4/10
The Movie Equivalent of Ambien
7 May 2014
This dreary movie has some good things going for it on paper, but they're all wasted on a lugubrious directing style that recreates the feeling of dozing on a hot summer day, not because you're tired but because it's too hot to do anything else.

Casey Affleck is a young man who goes to jail for armed robbery. Rooney Mara is the young woman he leaves behind to care for his child. She was involved in the robbery too, and even shoots one of the cops who's pinning them down in a deserted house, but Affleck takes the rap for her. He gets out of jail and wants to come to her even though lots of people are telling him to stay away, some for his own good, some for her's. Meanwhile, she's flirting with the cop who she shot (Ben Foster), though he doesn't know that she's the one who wounded him.
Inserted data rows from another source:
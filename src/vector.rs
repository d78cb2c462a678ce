//! Nested sequences: a flat value column plus per-row start offsets.

use std::any::Any;
use std::io;

use byteorder::{ReadBytesExt, WriteBytesExt};

use crate::column::{Column, Repr};
use crate::error::{Error, Result};
use crate::layout::{ColumnBuilder, Layout, Value};
use crate::primitive;

const ROWS_TAG: u8 = 1;

pub(crate) struct Rows<A> {
    /// Start of each row in `values`; the last row ends at `values.len()`.
    pub(crate) offsets: Vec<i32>,
    pub(crate) values: Column<A>,
}

impl<A: 'static> Repr<Vec<A>> for Rows<A> {
    fn len(&self) -> usize {
        self.offsets.len()
    }

    fn get(&self, index: usize) -> Vec<A> {
        let lower = self.offsets[index] as usize;
        let upper = if index + 1 < self.offsets.len() {
            self.offsets[index + 1] as usize
        } else {
            self.values.len()
        };
        (lower..upper).map(|at| self.values.get(at)).collect()
    }

    fn heap_size(&self) -> (usize, usize) {
        let offsets = std::mem::size_of::<i32>();
        let (vu, vc) = self.values.heap_size();
        (offsets * self.offsets.len() + vu, offsets * self.offsets.capacity() + vc)
    }

    fn as_any(&self) -> &dyn Any {
        self
    }
}

/// Sequences of rows flattened into one value column.
#[derive(Clone)]
pub struct RowsLayout<L> {
    values: L,
}

impl<L> RowsLayout<L> {
    pub fn new(values: L) -> Self {
        RowsLayout { values }
    }
}

pub struct RowsBuilder<BA> {
    offsets: Vec<i32>,
    values: BA,
    written: usize,
}

impl<A: 'static, BA: ColumnBuilder<A>> ColumnBuilder<Vec<A>> for RowsBuilder<BA> {
    fn push(&mut self, row: Vec<A>) {
        self.offsets.push(self.written as i32);
        self.written += row.len();
        for value in row {
            self.values.push(value);
        }
    }

    fn extend_from_column(&mut self, column: &Column<Vec<A>>) {
        match column.downcast_ref::<Rows<A>>() {
            Some(rows) => {
                let base = self.written as i32;
                for &offset in &rows.offsets {
                    self.offsets.push(base + offset);
                }
                self.written += rows.values.len();
                self.values.extend_from_column(&rows.values);
            }
            None => {
                for index in 0..column.len() {
                    self.push(column.get(index));
                }
            }
        }
    }

    fn clear(&mut self) {
        self.offsets.clear();
        self.values.clear();
        self.written = 0;
    }

    fn finish(&mut self) -> Column<Vec<A>> {
        let offsets = std::mem::take(&mut self.offsets);
        self.written = 0;
        Column::new(Rows { offsets, values: self.values.finish() })
    }
}

impl<A: 'static, L: Layout<A>> Layout<Vec<A>> for RowsLayout<L> {
    type Builder = RowsBuilder<L::Builder>;

    fn new_builder(&self) -> Self::Builder {
        RowsBuilder { offsets: Vec::new(), values: self.values.new_builder(), written: 0 }
    }

    fn is_safe_to_cast(&self, column: &Column<Vec<A>>) -> bool {
        match column.downcast_ref::<Rows<A>>() {
            Some(rows) => self.values.is_safe_to_cast(&rows.values),
            None => false,
        }
    }

    fn write<W: io::Write>(&self, column: &Column<Vec<A>>, sink: &mut W) -> Result<()> {
        let rebuilt;
        let column = if self.is_safe_to_cast(column) {
            column
        } else {
            rebuilt = self.rebuild(column);
            &rebuilt
        };
        let rows = column.downcast_ref::<Rows<A>>().expect("row column after rebuild");
        sink.write_u8(ROWS_TAG)?;
        primitive::write_values(&rows.offsets, sink)?;
        self.values.write(&rows.values, sink)
    }

    fn read<R: io::Read>(&self, source: &mut R) -> Result<Column<Vec<A>>> {
        match source.read_u8()? {
            ROWS_TAG => {
                let offsets = primitive::read_values::<i32, R>(source)?;
                let values = self.values.read(source)?;
                Ok(Column::new(Rows { offsets, values }))
            }
            tag => Err(Error::UnknownTag(tag)),
        }
    }
}

impl<A: Value> Value for Vec<A> {
    type Layout = RowsLayout<A::Layout>;

    fn layout() -> Self::Layout {
        RowsLayout::new(A::layout())
    }
}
The plot summary makes this film sound like it would be full of dramatic tension but it's not. The film is so languid that nothing that happens in it seems to matter much, not to the characters in it and certainly not to the audience. We know that Mara and Affleck have some profound deep love for one another, not because it's shown to us on screen but because we're told so. They have little to zero chemistry, and Affleck is so unlikable in his taciturn, mumbly way that you don't want to see him end up with Mara anyway. I think I might be a little bit in love with Rooney Mara though, and her presence alone was almost (but not quite) enough to keep me interested.

Don't watch this at the end of a long hard day because you will be instantly asleep. Unless that's your goal, in which case pop it in and enjoy.